Ca2+ sensitivity of contractile activation during muscarinic stimulation of tracheal muscle.

Abstract

The muscarinic agonists acetylcholine (ACh) and McN-A-343 act on a homogenous population of M3 receptors in canine tracheal smooth muscle; however, ACh is more effective at releasing stored Ca2+ and at stimulating inositol phosphate production. The effects of ACh and McN-A-343 on intracellular Ca2+ concentration ([Ca2+]i), myosin light chain (MLC) phosphorylation, active stress, and isotonic shortening velocity were compared to determine whether differences in their potency at stimulating second messenger pathways affected their ability to modulate the Ca2+ sensitivity of contractile filament activation.

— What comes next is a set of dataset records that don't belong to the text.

//! Push messages and notification clicks.

use serde::{Deserialize, Serialize};
use serde_json::{Map, Value};
use tracing::{debug, info};

use crate::clients::{Client, ClientMatchOptions, ClientType};
use crate::config::NotificationDefaults;
use crate::worker::ServiceWorker;
use crate::{Result, ServiceWorkerError};

/// Action id that opens the app.
pub const ACTION_OPEN: &str = "open";
/// Action id that only dismisses.
pub const ACTION_CLOSE: &str = "close";

/// Payload sent by the push service. Every field is optional.
#[derive(Debug, Clone, Default, PartialEq, Serialize, Deserialize)]
#[serde(default)]
pub struct PushPayload {
    pub title: Option<String>,
    pub message: Option<String>,
    pub tag: Option<String>,
    pub data: Option<Value>,
    pub priority: Option<String>,
}

impl PushPayload {
    /// Decode push data. An empty payload yields `None`.
    pub fn parse(data: &[u8]) -> Result<Option<Self>> {
        if data.iter().all(u8::is_ascii_whitespace) {
            return Ok(None);
        }
        serde_json::from_slice(data)
            .map(Some)
            .map_err(|e| ServiceWorkerError::InvalidMessage(format!("push payload: {e}")))
    }
}

/// A notification action button.
#[derive(Debug, Clone, PartialEq, Eq, Serialize)]
pub struct NotificationAction {
    pub action: String,
    pub title: String,
    #[serde(skip_serializing_if = "Option::is_none")]
    pub icon: Option<String>,
}

/// A notification to show on the platform.
#[derive(Debug, Clone, PartialEq, Serialize)]
pub struct Notification {
    pub title: String,
    pub body: String,
    pub icon: String,
    pub badge: String,
    pub tag: String,
    pub data: Value,
    pub actions: Vec<NotificationAction>,
    pub require_interaction: bool,
    pub silent: bool,
}

impl Notification {
    /// Build a notification, filling gaps from `defaults`.
    pub fn from_payload(payload: PushPayload, defaults: &NotificationDefaults) -> Self {
        let priority = payload.priority.as_deref();
        Self {
            title: payload.title.unwrap_or_else(|| defaults.title.clone()),
            body: payload.message.unwrap_or_else(|| defaults.body.clone()),
            icon: defaults.icon.clone(),
            badge: defaults.icon.clone(),
            tag: payload.tag.unwrap_or_else(|| defaults.tag.clone()),
            data: payload.data.unwrap_or_else(|| Value::Object(Map::new())),
            actions: vec![
                NotificationAction {
                    action: ACTION_OPEN.to_string(),
                    title: defaults.open_title.clone(),
                    icon: Some(defaults.icon.clone()),
                },
                NotificationAction {
                    action: ACTION_CLOSE.to_string(),
                    title: defaults.close_title.clone(),
                    icon: None,
                },
            ],
            require_interaction: priority == Some("high"),
            silent: priority == Some("low"),
        }
    }

    /// Where a click should navigate: `data.url`, or `/`.
    pub fn target_url(&self) -> &str {
        self.data
            .get("url")
            .and_then(Value::as_str)
            .filter(|url| !url.is_empty())
            .unwrap_or("/")
    }
}

/// What a notification click did.
#[derive(Debug, Clone)]
pub enum ClickOutcome {
    /// The close action; nothing else happens.
    Dismissed,
    /// An existing window of the app was focused.
    Focused(Client),
    /// A new window was opened.
    Opened(Client),
}

impl ServiceWorker {
    /// Turn push data into a notification. Empty data shows nothing.
    pub async fn handle_push(&self, data: &[u8]) -> Result<Option<Notification>> {
        let Some(payload) = PushPayload::parse(data)? else {
            debug!(worker = self.id.raw(), "Empty push, no notification");
            return Ok(None);
        };
        let notification = Notification::from_payload(payload, &self.config.notification);
        info!(worker = self.id.raw(), tag = %notification.tag, "Showing notification");
        Ok(Some(notification))
    }

    /// Handle a click on `notification`. `action` is `None` for a click on
    /// the body.
    ///
    /// Anything but `close` focuses a same-origin window the worker
    /// controls, or opens the notification's target URL.
    pub async fn handle_notification_click(
        &self,
        notification: &Notification,
        action: Option<&str>,
    ) -> Result<ClickOutcome> {
        if action == Some(ACTION_CLOSE) {
            return Ok(ClickOutcome::Dismissed);
        }

        let mut clients = self.clients.write().await;
        let existing = clients
            .match_all(&ClientMatchOptions {
                include_uncontrolled: false,
                client_type: ClientType::Window,
            })
            .into_iter()
            .find(|client| client.same_origin(&self.scope))
            .map(|client| client.id.clone());

        if let Some(id) = existing {
            let client = clients.focus(&id)?;
            debug!(client = %client.id, "Focused existing window");
            return Ok(ClickOutcome::Focused(client));
        }

        let url = self
            .scope
            .join(notification.target_url())
            .map_err(|e| ServiceWorkerError::InvalidMessage(format!("notification url: {e}")))?;
        let client = clients.open_window(url);
        info!(client = %client.id, url = %client.url, "Opened window from notification");
        Ok(ClickOutcome::Opened(client))
    }
}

There were no differences in [Ca2+]i or isometric stress during the steady-state phase of submaximal contractions induced by ACh and McN-A-343. ACh produced slightly higher levels of MLC phosphorylation than McN-A-343; these levels were associated with much higher rates of isotonic shortening. This could indicate either an extremely high sensitivity of the shortening velocity to differences in MLC phosphorylation or that mechanisms other than MLC phosphorylation contribute to the regulation of shortening velocity. Results show that receptor-coupled pathways can modulate the relationship between [Ca2+]i and isotonic shortening velocity independently of the relationship between [Ca2+]i and isometric stress.